What is required
Every line from the first in the listing below to the line containing "the pagination bar." is to be repeated exactly, and no line past it.

── Provided records

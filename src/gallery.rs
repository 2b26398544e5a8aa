//! Collection Page Assembly
//!
//! Turns the raw artwork list of a collection into a sorted, paginated view
//! with navigation links.

use serde::{Serialize, Serializer};
use std::cmp::Ordering;

use crate::models::{Artwork, Collection};

/// Artworks shown per page
pub const PAGE_SIZE: usize = 16;

#[derive(Debug, Clone, Copy, PartialEq, Eq, Default)]
pub enum SortKey {
    YearAsc,
    #[default]
    YearDesc,
    TitleAsc,
    TitleDesc,
}

impl SortKey {
    /// Parse a `sort` query value. Unknown values fall back to the default.
    pub fn parse(value: Option<&str>) -> Self {
        match value.map(str::trim) {
            Some("year-asc") => Self::YearAsc,
            Some("year-desc") => Self::YearDesc,
            Some("title-asc") => Self::TitleAsc,
            Some("title-desc") => Self::TitleDesc,
            _ => Self::default(),
        }
    }

    pub fn as_str(&self) -> &'static str {
        match self {
            Self::YearAsc => "year-asc",
            Self::YearDesc => "year-desc",
            Self::TitleAsc => "title-asc",
            Self::TitleDesc => "title-desc",
        }
    }

    fn compare(&self, a: &Artwork, b: &Artwork) -> Ordering {
        match self {
            Self::YearAsc => a.year().cmp(&b.year()),
            Self::YearDesc => b.year().cmp(&a.year()),
            Self::TitleAsc => a.title().to_lowercase().cmp(&b.title().to_lowercase()),
            Self::TitleDesc => b.title().to_lowercase().cmp(&a.title().to_lowercase()),
        }
    }
}

impl Serialize for SortKey {
    fn serialize<S: Serializer>(&self, serializer: S) -> Result<S::Ok, S::Error> {
        serializer.serialize_str(self.as_str())
    }
}

/// One slot in the pagination bar.
#[derive(Debug, Clone, Copy, PartialEq, Eq)]
pub enum PageItem {
    Page(usize),
    Ellipsis,
}

impl Serialize for PageItem {
    fn serialize<S: Serializer>(&self, serializer: S) -> Result<S::Ok, S::Error> {
        match self {
            Self::Page(n) => serializer.serialize_u64(*n as u64),
            Self::Ellipsis => serializer.serialize_str("…"),
        }
    }
}

#[derive(Debug, Clone, Serialize)]
pub struct PageArtwork {
    pub slug: String,
    #[serde(flatten)]
    pub artwork: Artwork,
}

#[derive(Debug, Clone, Serialize, PartialEq, Eq)]
pub struct PageLinks {
    #[serde(skip_serializing_if = "Option::is_none")]
    pub prev: Option<String>,
    #[serde(skip_serializing_if = "Option::is_none")]
    pub next: Option<String>,
}

#[derive(Debug, Clone, Serialize)]
#[serde(rename_all = "camelCase")]
pub struct CollectionPage {
    pub collection: Collection,
    pub sort: SortKey,
    pub page: usize,
    pub total_pages: usize,
    pub total_items: usize,
    pub artworks: Vec<PageArtwork>,
    pub pages: Vec<PageItem>,
    pub links: PageLinks,
}

/// Lowercase, ASCII alphanumerics separated by single dashes.
pub fn slugify(value: &str) -> String {
    let mut slug = String::with_capacity(value.len());
    for c in value.chars() {
        if c.is_ascii_alphanumeric() {
            slug.push(c.to_ascii_lowercase());
        } else if !slug.is_empty() && !slug.ends_with('-') {
            slug.push('-');
        }
    }
    while slug.ends_with('-') {
        slug.pop();
    }
    slug
}

pub fn artwork_slug(artwork: &Artwork) -> String {
    let title = slugify(artwork.title());
    let sku = slugify(artwork.sku().unwrap_or(""));
    match (title.is_empty(), sku.is_empty()) {
        (false, false) => format!("{title}-{sku}"),
        (true, false) => sku,
        _ => title,
    }
}

/// Find the collection whose name slugifies to `slug`.
pub fn resolve_collection<'a>(collections: &'a [Collection], slug: &str) -> Option<&'a Collection> {
    let wanted = slugify(slug);
    collections.iter().find(|c| slugify(c.name()) == wanted)
}

/// Drop untitled artworks and sort the rest. The sort is stable, so equal
/// keys keep their upstream order.
pub fn sort_artworks(artworks: Vec<Artwork>, sort: SortKey) -> Vec<Artwork> {
    let mut visible: Vec<Artwork> = artworks.into_iter().filter(|a| !a.is_untitled()).collect();
    visible.sort_by(|a, b| sort.compare(a, b));
    visible
}

pub fn total_pages(count: usize) -> usize {
    count.div_ceil(PAGE_SIZE).max(1)
}

/// Clamp a requested page number into `[1, total]`. Unparsable input is page 1.
pub fn clamp_page(requested: Option<&str>, total: usize) -> usize {
    requested
        .and_then(|p| p.trim().parse::<i64>().ok())
        .unwrap_or(1)
        .clamp(1, total.max(1) as i64) as usize
}

pub fn page_link(page: usize, sort: SortKey) -> String {
    format!("?page={}&sort={}", page, sort.as_str())
}

/// Page numbers to display: first, last, and the neighbours of `current`,
/// with an ellipsis wherever consecutive numbers are more than one apart.
pub fn page_range(current: usize, total: usize) -> Vec<PageItem> {
    if total == 0 {
        return Vec::new();
    }
    let mut pages = vec![1, total, current.saturating_sub(1), current, current + 1];
    pages.retain(|p| (1..=total).contains(p));
    pages.sort_unstable();
    pages.dedup();

    let mut items = Vec::with_capacity(pages.len() * 2);
    let mut prev: Option<usize> = None;
    for page in pages {
        if let Some(p) = prev {
            if page - p > 1 {
                items.push(PageItem::Ellipsis);
            }
        }
        items.push(PageItem::Page(page));
        prev = Some(page);
    }
    items
}

pub fn assemble_page(
    collection: Collection,
    artworks: Vec<Artwork>,
    requested_page: Option<&str>,
    sort: SortKey,
) -> CollectionPage {
    let sorted = sort_artworks(artworks, sort);
    let total_items = sorted.len();
    let total_pages = total_pages(total_items);
    let page = clamp_page(requested_page, total_pages);

    let artworks = sorted
        .into_iter()
        .skip((page - 1) * PAGE_SIZE)
        .take(PAGE_SIZE)
        .map(|artwork| PageArtwork {
            slug: artwork_slug(&artwork),
            artwork,
        })
        .collect();

    let links = PageLinks {
        prev: (page > 1).then(|| page_link(page - 1, sort)),
        next: (page < total_pages).then(|| page_link(page + 1, sort)),
    };

    CollectionPage {
        collection,
        sort,
        page,
        total_pages,
        total_items,
        artworks,
        pages: page_range(page, total_pages),
        links,
    }
}

#[cfg(test)]
mod tests {
    use super::*;
    use serde_json::json;

    fn artwork(title: &str, year: i32) -> Artwork {
        serde_json::from_value(json!({ "title": title, "year": year })).unwrap()
    }

    fn collection(name: &str) -> Collection {
        serde_json::from_value(json!({ "name": name })).unwrap()
    }

    #[test]
    fn test_year_desc_is_stable() {
        let input = vec![artwork("A", 2020), artwork("B", 2024), artwork("C", 2020)];
        let sorted = sort_artworks(input, SortKey::YearDesc);
        let titles: Vec<_> = sorted.iter().map(|a| a.title()).collect();
        assert_eq!(titles, vec!["B", "A", "C"]);
    }

    #[test]
    fn test_title_sorts_ignore_case() {
        let input = vec![artwork("beta", 1), artwork("Alpha", 2), artwork("gamma", 3)];
        let asc = sort_artworks(input.clone(), SortKey::TitleAsc);
        assert_eq!(asc[0].title(), "Alpha");
        let desc = sort_artworks(input, SortKey::TitleDesc);
        assert_eq!(desc[0].title(), "gamma");
    }

    #[test]
    fn test_untitled_filtered_out() {
        let input = vec![artwork("Untitled #3", 2020), artwork("Dawn", 2021)];
        let sorted = sort_artworks(input, SortKey::YearAsc);
        assert_eq!(sorted.len(), 1);
        assert_eq!(sorted[0].title(), "Dawn");
    }

    #[test]
    fn test_sort_key_parse() {
        assert_eq!(SortKey::parse(Some("title-asc")), SortKey::TitleAsc);
        assert_eq!(SortKey::parse(Some("bogus")), SortKey::YearDesc);
        assert_eq!(SortKey::parse(None), SortKey::YearDesc);
    }

    #[test]
    fn test_page_range_middle() {
        use PageItem::*;
        assert_eq!(
            page_range(5, 10),
            vec![Page(1), Ellipsis, Page(4), Page(5), Page(6), Ellipsis, Page(10)]
        );
    }

    #[test]
    fn test_page_range_edges() {
        use PageItem::*;
        assert_eq!(page_range(1, 1), vec![Page(1)]);
        assert_eq!(page_range(1, 3), vec![Page(1), Page(2), Page(3)]);
        assert_eq!(page_range(2, 4), vec![Page(1), Page(2), Page(3), Page(4)]);
        assert_eq!(
            page_range(10, 10),
            vec![Page(1), Ellipsis, Page(9), Page(10)]
        );
    }

    #[test]
    fn test_clamp_page() {
        assert_eq!(clamp_page(Some("0"), 3), 1);
        assert_eq!(clamp_page(Some("-4"), 3), 1);
        assert_eq!(clamp_page(Some("99"), 3), 3);
        assert_eq!(clamp_page(Some("x"), 3), 1);
        assert_eq!(clamp_page(None, 0), 1);
    }

    #[test]
    fn test_total_pages() {
        assert_eq!(total_pages(0), 1);
        assert_eq!(total_pages(16), 1);
        assert_eq!(total_pages(17), 2);
    }

    #[test]
    fn test_assemble_page_links_keep_sort() {
        let artworks: Vec<Artwork> = (0..40).map(|i| artwork(&format!("Work {i}"), 2000 + i)).collect();
        let page = assemble_page(collection("Aurora"), artworks, Some("2"), SortKey::YearAsc);
        assert_eq!(page.page, 2);
        assert_eq!(page.total_pages, 3);
        assert_eq!(page.total_items, 40);
        assert_eq!(page.artworks.len(), PAGE_SIZE);
        assert_eq!(page.artworks[0].artwork.year(), Some(2016));
        assert_eq!(page.links.prev.as_deref(), Some("?page=1&sort=year-asc"));
        assert_eq!(page.links.next.as_deref(), Some("?page=3&sort=year-asc"));
    }

    #[test]
    fn test_slugs() {
        assert_eq!(slugify("  Blue Hour: Nocturnes "), "blue-hour-nocturnes");
        let a: Artwork =
            serde_json::from_value(json!({ "title": "Dawn Light", "sku": "2024-JD-AG-0009" })).unwrap();
        assert_eq!(artwork_slug(&a), "dawn-light-2024-jd-ag-0009");
    }

    #[test]
    fn test_resolve_collection() {
        let collections = vec![collection("Blue Hour"), collection("Aurora")];
        assert_eq!(
            resolve_collection(&collections, "blue-hour").map(|c| c.name()),
            Some("Blue Hour")
        );
        assert!(resolve_collection(&collections, "missing").is_none());
    }
}
//! Upstream catalog fetch client.
//!
//! Every request goes through three layers, in order:
//! 1. the TTL cache, keyed by the fully resolved URL
//! 2. the in-flight registry, so concurrent callers for one URL share a single request
//! 3. the retry loop driven by [`RetryPolicy`]
//!
//! The request itself runs on its own task, so it completes, fills the cache
//! and leaves the registry even when every caller waiting on it goes away.

use dashmap::mapref::entry::Entry;
use dashmap::DashMap;
use futures_util::future::{BoxFuture, FutureExt, Shared};
use reqwest::{Client, Url};
use serde_json::Value;
use std::sync::atomic::{AtomicU64, Ordering};
use std::sync::Arc;
use std::time::Duration;

use crate::cache::TtlCache;
use crate::error::CatalogError;
use crate::retry::RetryPolicy;

pub const DEFAULT_TTL: Duration = Duration::from_secs(300);

type PendingFetch = Shared<BoxFuture<'static, Result<Value, CatalogError>>>;

#[derive(Clone)]
pub struct CatalogClient {
    inner: Arc<ClientInner>,
}

struct ClientInner {
    http: Client,
    base_url: String,
    production_host: Option<String>,
    cache: TtlCache<Value>,
    inflight: DashMap<String, PendingFetch>,
    retry: RetryPolicy,
    default_ttl: Duration,
    upstream_requests: AtomicU64,
}

impl CatalogClient {
    pub fn new(
        http: Client,
        base_url: impl Into<String>,
        production_url: Option<&str>,
        cache: TtlCache<Value>,
        retry: RetryPolicy,
        default_ttl: Duration,
    ) -> Self {
        let production_host = production_url
            .and_then(|u| Url::parse(u).ok())
            .and_then(|u| u.host_str().map(str::to_ascii_lowercase));

        Self {
            inner: Arc::new(ClientInner {
                http,
                base_url: base_url.into(),
                production_host,
                cache,
                inflight: DashMap::new(),
                retry,
                default_ttl,
                upstream_requests: AtomicU64::new(0),
            }),
        }
    }

    /// Resolve an endpoint path such as `/artworks?year=2024` against the base URL.
    ///
    /// When the base URL points at the production host, the `/api/` prefix is
    /// served from `/api/public/` instead.
    pub fn resolve(&self, endpoint: &str) -> String {
        let mut url = format!(
            "{}/{}",
            self.inner.base_url.trim_end_matches('/'),
            endpoint.trim_start_matches('/')
        );

        if self.targets_production() && !url.contains("/api/public/") {
            if let Some(idx) = url.find("/api/") {
                url.replace_range(idx..idx + "/api/".len(), "/api/public/");
            }
        }
        url
    }

    fn targets_production(&self) -> bool {
        let Some(production) = &self.inner.production_host else {
            return false;
        };
        Url::parse(&self.inner.base_url)
            .ok()
            .and_then(|u| u.host_str().map(|h| h.eq_ignore_ascii_case(production)))
            .unwrap_or(false)
    }

    /// Fetch with the default TTL and retry policy.
    pub async fn fetch_json(&self, endpoint: &str) -> Result<Value, CatalogError> {
        self.fetch_json_with(endpoint, self.inner.default_ttl, self.inner.retry.max_retries)
            .await
    }

    pub async fn fetch_json_with(
        &self,
        endpoint: &str,
        ttl: Duration,
        max_retries: u32,
    ) -> Result<Value, CatalogError> {
        let url = self.resolve(endpoint);

        if let Some(hit) = self.inner.cache.get(&url) {
            tracing::debug!(%url, "catalog cache hit");
            return Ok(hit);
        }

        let pending = match self.inner.inflight.entry(url.clone()) {
            Entry::Occupied(entry) => {
                tracing::debug!(%url, "joining in-flight catalog request");
                entry.get().clone()
            }
            Entry::Vacant(entry) => {
                // A request may have completed between the first lookup and taking the entry.
                if let Some(hit) = self.inner.cache.get(&url) {
                    return Ok(hit);
                }
                let policy = self.inner.retry.with_max_retries(max_retries);
                let task = tokio::spawn(self.clone().run_request(url.clone(), ttl, policy));
                let fetch = async move {
                    task.await
                        .unwrap_or_else(|e| Err(CatalogError::Connectivity(e.to_string())))
                }
                .boxed()
                .shared();
                entry.insert(fetch.clone());
                fetch
            }
        };

        pending.await
    }

    /// Drop a cached response for an endpoint.
    pub fn invalidate(&self, endpoint: &str) -> bool {
        self.inner.cache.invalidate(&self.resolve(endpoint))
    }

    /// Number of URLs with a request currently in flight.
    pub fn pending_requests(&self) -> usize {
        self.inner.inflight.len()
    }

    /// Number of HTTP requests actually sent upstream.
    pub fn upstream_requests(&self) -> u64 {
        self.inner.upstream_requests.load(Ordering::Relaxed)
    }

    async fn run_request(
        self,
        url: String,
        ttl: Duration,
        policy: RetryPolicy,
    ) -> Result<Value, CatalogError> {
        let mut attempt = 0;
        let result = loop {
            match self.send_once(&url).await {
                Ok(value) => break Ok(value),
                Err(err) if policy.should_retry(&err, attempt) => {
                    let delay = policy.delay_for(attempt);
                    tracing::warn!(%url, attempt, ?delay, error = %err, "retrying catalog request");
                    tokio::time::sleep(delay).await;
                    attempt += 1;
                }
                Err(err) => {
                    tracing::error!(%url, attempts = attempt + 1, error = %err, "catalog request failed");
                    break Err(match err {
                        CatalogError::Connectivity(_) | CatalogError::Timeout if attempt > 0 => {
                            CatalogError::Connectivity(format!(
                                "no response after {} attempts",
                                attempt + 1
                            ))
                        }
                        other => other,
                    });
                }
            }
        };

        if let Ok(value) = &result {
            self.inner.cache.set(url.clone(), value.clone(), ttl);
        }
        self.inner.inflight.remove(&url);
        result
    }

    async fn send_once(&self, url: &str) -> Result<Value, CatalogError> {
        self.inner.upstream_requests.fetch_add(1, Ordering::Relaxed);
        let resp = self.inner.http.get(url).send().await?;

        let status = resp.status();
        if !status.is_success() {
            return Err(CatalogError::status(status.as_u16()));
        }

        resp.json::<Value>()
            .await
            .map_err(|e| CatalogError::Decode(e.to_string()))
    }
}

#[cfg(test)]
mod tests {
    use super::*;
    use crate::test_support::spawn_upstream;
    use axum::extract::State;
    use axum::http::StatusCode;
    use axum::response::IntoResponse;
    use axum::routing::get;
    use axum::{Json, Router};
    use serde_json::json;
    use std::sync::atomic::AtomicUsize;

    fn client_for(base: &str, production: Option<&str>) -> CatalogClient {
        CatalogClient::new(
            Client::new(),
            base,
            production,
            TtlCache::default(),
            RetryPolicy::new(2, Duration::from_millis(5)),
            DEFAULT_TTL,
        )
    }

    #[test]
    fn test_resolve_rewrites_api_path_for_production_host() {
        let client = client_for(
            "https://catalog.example.com/api",
            Some("https://catalog.example.com"),
        );
        assert_eq!(
            client.resolve("/artworks?year=2024"),
            "https://catalog.example.com/api/public/artworks?year=2024"
        );
    }

    #[test]
    fn test_resolve_leaves_dev_host_alone() {
        let client = client_for(
            "http://localhost:4000/api/",
            Some("https://catalog.example.com"),
        );
        assert_eq!(
            client.resolve("collections"),
            "http://localhost:4000/api/collections"
        );
        let no_prod = client_for("http://localhost:4000/api", None);
        assert_eq!(
            no_prod.resolve("/artworks"),
            "http://localhost:4000/api/artworks"
        );
    }

    #[tokio::test]
    async fn test_concurrent_callers_share_one_request() {
        let hits = Arc::new(AtomicUsize::new(0));
        let router = Router::new()
            .route(
                "/api/artworks",
                get(|State(hits): State<Arc<AtomicUsize>>| async move {
                    hits.fetch_add(1, Ordering::SeqCst);
                    tokio::time::sleep(Duration::from_millis(50)).await;
                    Json(json!([{ "id": 1, "sku": "2024-JD-AG-0009" }]))
                }),
            )
            .with_state(hits.clone());
        let addr = spawn_upstream(router).await;
        let client = client_for(&format!("http://{addr}/api"), None);

        let calls = (0..10).map(|_| {
            let client = client.clone();
            async move { client.fetch_json("/artworks").await }
        });
        let results = futures_util::future::join_all(calls).await;

        assert_eq!(hits.load(Ordering::SeqCst), 1);
        assert_eq!(client.upstream_requests(), 1);
        let first = results[0].as_ref().expect("fetch succeeds").clone();
        for result in &results {
            assert_eq!(result.as_ref().expect("fetch succeeds"), &first);
        }

        // Served from cache afterwards.
        client.fetch_json("/artworks").await.expect("cached");
        assert_eq!(hits.load(Ordering::SeqCst), 1);
    }

    #[tokio::test]
    async fn test_retries_server_errors_then_succeeds() {
        let hits = Arc::new(AtomicUsize::new(0));
        let router = Router::new()
            .route(
                "/api/collections",
                get(|State(hits): State<Arc<AtomicUsize>>| async move {
                    if hits.fetch_add(1, Ordering::SeqCst) < 2 {
                        StatusCode::SERVICE_UNAVAILABLE.into_response()
                    } else {
                        Json(json!([{ "id": 1, "name": "Aurora" }])).into_response()
                    }
                }),
            )
            .with_state(hits.clone());
        let addr = spawn_upstream(router).await;
        let client = client_for(&format!("http://{addr}/api"), None);

        let value = client.fetch_json("/collections").await.expect("third attempt");
        assert_eq!(value[0]["name"], "Aurora");
        assert_eq!(hits.load(Ordering::SeqCst), 3);
    }

    #[tokio::test]
    async fn test_client_errors_fail_without_retry() {
        let hits = Arc::new(AtomicUsize::new(0));
        let router = Router::new()
            .route(
                "/api/artworks/99",
                get(|State(hits): State<Arc<AtomicUsize>>| async move {
                    hits.fetch_add(1, Ordering::SeqCst);
                    StatusCode::NOT_FOUND
                }),
            )
            .with_state(hits.clone());
        let addr = spawn_upstream(router).await;
        let client = client_for(&format!("http://{addr}/api"), None);

        let err = client.fetch_json("/artworks/99").await.expect_err("404");
        assert_eq!(err.http_status(), Some(404));
        assert_eq!(hits.load(Ordering::SeqCst), 1);

        // Failures are not cached.
        client.fetch_json("/artworks/99").await.expect_err("404 again");
        assert_eq!(hits.load(Ordering::SeqCst), 2);
    }

    #[tokio::test]
    async fn test_exhausted_retries_report_status() {
        let router = Router::new().route(
            "/api/collections",
            get(|| async { StatusCode::INTERNAL_SERVER_ERROR }),
        );
        let addr = spawn_upstream(router).await;
        let client = client_for(&format!("http://{addr}/api"), None);

        let err = client
            .fetch_json_with("/collections", DEFAULT_TTL, 1)
            .await
            .expect_err("500");
        assert_eq!(err.http_status(), Some(500));
        assert_eq!(client.upstream_requests(), 2);
    }

    #[tokio::test]
    async fn test_unreachable_upstream_is_connectivity_error() {
        // Bind then drop so nothing listens on the port.
        let listener = tokio::net::TcpListener::bind("127.0.0.1:0").await.unwrap();
        let addr = listener.local_addr().unwrap();
        drop(listener);

        let client = client_for(&format!("http://{addr}/api"), None);
        let err = client.fetch_json("/collections").await.expect_err("refused");
        assert!(matches!(err, CatalogError::Connectivity(_)));
        assert_eq!(client.upstream_requests(), 3);
    }

    #[tokio::test]
    async fn test_invalidate_forces_refetch() {
        let hits = Arc::new(AtomicUsize::new(0));
        let router = Router::new()
            .route(
                "/api/collections",
                get(|State(hits): State<Arc<AtomicUsize>>| async move {
                    hits.fetch_add(1, Ordering::SeqCst);
                    Json(json!([]))
                }),
            )
            .with_state(hits.clone());
        let addr = spawn_upstream(router).await;
        let client = client_for(&format!("http://{addr}/api"), None);

        client.fetch_json("/collections").await.unwrap();
        assert!(client.invalidate("/collections"));
        client.fetch_json("/collections").await.unwrap();
        assert_eq!(hits.load(Ordering::SeqCst), 2);
    }

    #[tokio::test]
    async fn test_client_timeout_is_timeout_error() {
        let router = Router::new().route(
            "/api/collections",
            get(|| async {
                tokio::time::sleep(Duration::from_secs(2)).await;
                Json(json!([]))
            }),
        );
        let addr = spawn_upstream(router).await;
        let http = Client::builder()
            .timeout(Duration::from_millis(100))
            .build()
            .unwrap();
        let client = CatalogClient::new(
            http,
            format!("http://{addr}/api"),
            None,
            TtlCache::default(),
            RetryPolicy::new(0, Duration::from_millis(1)),
            DEFAULT_TTL,
        );

        let err = client.fetch_json("/collections").await.expect_err("timed out");
        assert!(matches!(err, CatalogError::Timeout), "got {err:?}");
        assert!(err.http_status().is_none());
        assert_eq!(client.pending_requests(), 0);
    }

    #[tokio::test]
    async fn test_abandoned_request_still_completes() {
        let hits = Arc::new(AtomicUsize::new(0));
        let router = Router::new()
            .route(
                "/api/artworks",
                get(|State(hits): State<Arc<AtomicUsize>>| async move {
                    hits.fetch_add(1, Ordering::SeqCst);
                    tokio::time::sleep(Duration::from_millis(50)).await;
                    Json(json!([{ "id": 1 }]))
                }),
            )
            .with_state(hits.clone());
        let addr = spawn_upstream(router).await;
        let client = client_for(&format!("http://{addr}/api"), None);

        // The only caller gives up before the upstream answers.
        let gave_up = tokio::time::timeout(Duration::from_millis(10), client.fetch_json("/artworks")).await;
        assert!(gave_up.is_err());
        assert_eq!(client.pending_requests(), 1);

        tokio::time::sleep(Duration::from_millis(250)).await;
        assert_eq!(client.pending_requests(), 0);

        let value = client.fetch_json("/artworks").await.expect("cached by the finished request");
        assert_eq!(value[0]["id"], 1);
        assert_eq!(hits.load(Ordering::SeqCst), 1);
    }
}
//! Helpers shared by the in-crate HTTP tests.

use axum::body::to_bytes;
use axum::response::Response;
use axum::Router;
use serde::de::DeserializeOwned;
use std::net::SocketAddr;
use tokio::net::TcpListener;

/// Serve `router` on an ephemeral local port, standing in for the upstream catalog or image host.
pub async fn spawn_upstream(router: Router) -> SocketAddr {
    let listener = TcpListener::bind("127.0.0.1:0").await.expect("bind upstream");
    let addr = listener.local_addr().expect("upstream addr");
    tokio::spawn(async move {
        axum::serve(listener, router).await.expect("upstream server");
    });
    addr
}

pub async fn read_json<T: DeserializeOwned>(resp: Response) -> T {
    let bytes = to_bytes(resp.into_body(), usize::MAX)
        .await
        .expect("read body");
    serde_json::from_slice(&bytes).expect("json body")
}
//! Catalog Response Cache
//!
//! TTL cache for upstream catalog responses. Entries expire lazily: an expired
//! entry is only removed when a lookup finds it. Capacity is bounded by an LRU
//! so a long-lived process cannot grow the cache without limit.

use lru::LruCache;
use std::num::NonZeroUsize;
use std::sync::Mutex;
use std::time::{Duration, Instant};

/// Default cache capacity (distinct request URLs)
pub const DEFAULT_CAPACITY: usize = 512;

struct CacheEntry<V> {
    value: V,
    expires_at: Instant,
}

/// Thread-safe TTL cache keyed by resolved request URL
pub struct TtlCache<V> {
    entries: Mutex<LruCache<String, CacheEntry<V>>>,
}

impl<V: Clone> TtlCache<V> {
    pub fn new(capacity: usize) -> Self {
        let capacity = NonZeroUsize::new(capacity).unwrap_or(NonZeroUsize::MIN);
        Self {
            entries: Mutex::new(LruCache::new(capacity)),
        }
    }

    /// Get a live entry. An expired entry is evicted and reported as a miss.
    pub fn get(&self, key: &str) -> Option<V> {
        let mut entries = self.entries.lock().ok()?;
        let expired = match entries.get(key) {
            Some(entry) if Instant::now() <= entry.expires_at => {
                return Some(entry.value.clone());
            }
            Some(_) => true,
            None => false,
        };
        if expired {
            entries.pop(key);
        }
        None
    }

    /// Store a value, replacing any previous entry for the key.
    pub fn set(&self, key: String, value: V, ttl: Duration) {
        if let Ok(mut entries) = self.entries.lock() {
            entries.put(
                key,
                CacheEntry {
                    value,
                    expires_at: Instant::now() + ttl,
                },
            );
        }
    }

    /// Drop an entry. Returns whether one was present.
    pub fn invalidate(&self, key: &str) -> bool {
        self.entries
            .lock()
            .map(|mut entries| entries.pop(key).is_some())
            .unwrap_or(false)
    }

    pub fn clear(&self) {
        if let Ok(mut entries) = self.entries.lock() {
            entries.clear();
        }
    }

    /// Number of stored entries, expired ones included until they are looked up.
    pub fn len(&self) -> usize {
        self.entries.lock().map(|e| e.len()).unwrap_or(0)
    }

    pub fn is_empty(&self) -> bool {
        self.len() == 0
    }
}

impl<V: Clone> Default for TtlCache<V> {
    fn default() -> Self {
        Self::new(DEFAULT_CAPACITY)
    }
}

────

Written response
filename src/gallery.rs
repository 2b26398544e5a8aa
//! Collection Page Assembly
//!
//! Turns the raw artwork list of a collection into a sorted, paginated view
//! with navigation links.

use serde::{Serialize, Serializer};
use std::cmp::Ordering;

use crate::models::{Artwork, Collection};

/// Artworks shown per page
pub const PAGE_SIZE: usize = 16;

#[derive(Debug, Clone, Copy, PartialEq, Eq, Default)]
pub enum SortKey {
    YearAsc,
    #[default]
    YearDesc,
    TitleAsc,
    TitleDesc,
}

impl SortKey {
    /// Parse a `sort` query value. Unknown values fall back to the default.
    pub fn parse(value: Option<&str>) -> Self {
        match value.map(str::trim) {
            Some("year-asc") => Self::YearAsc,
            Some("year-desc") => Self::YearDesc,
            Some("title-asc") => Self::TitleAsc,
            Some("title-desc") => Self::TitleDesc,
            _ => Self::default(),
        }
    }

    pub fn as_str(&self) -> &'static str {
        match self {
            Self::YearAsc => "year-asc",
            Self::YearDesc => "year-desc",
            Self::TitleAsc => "title-asc",
            Self::TitleDesc => "title-desc",
        }
    }

    fn compare(&self, a: &Artwork, b: &Artwork) -> Ordering {
        match self {
            Self::YearAsc => a.year().cmp(&b.year()),
            Self::YearDesc => b.year().cmp(&a.year()),
            Self::TitleAsc => a.title().to_lowercase().cmp(&b.title().to_lowercase()),
            Self::TitleDesc => b.title().to_lowercase().cmp(&a.title().to_lowercase()),
        }
    }
}

impl Serialize for SortKey {
    fn serialize<S: Serializer>(&self, serializer: S) -> Result<S::Ok, S::Error> {
        serializer.serialize_str(self.as_str())
    }
}

/// One slot in the pagination bar.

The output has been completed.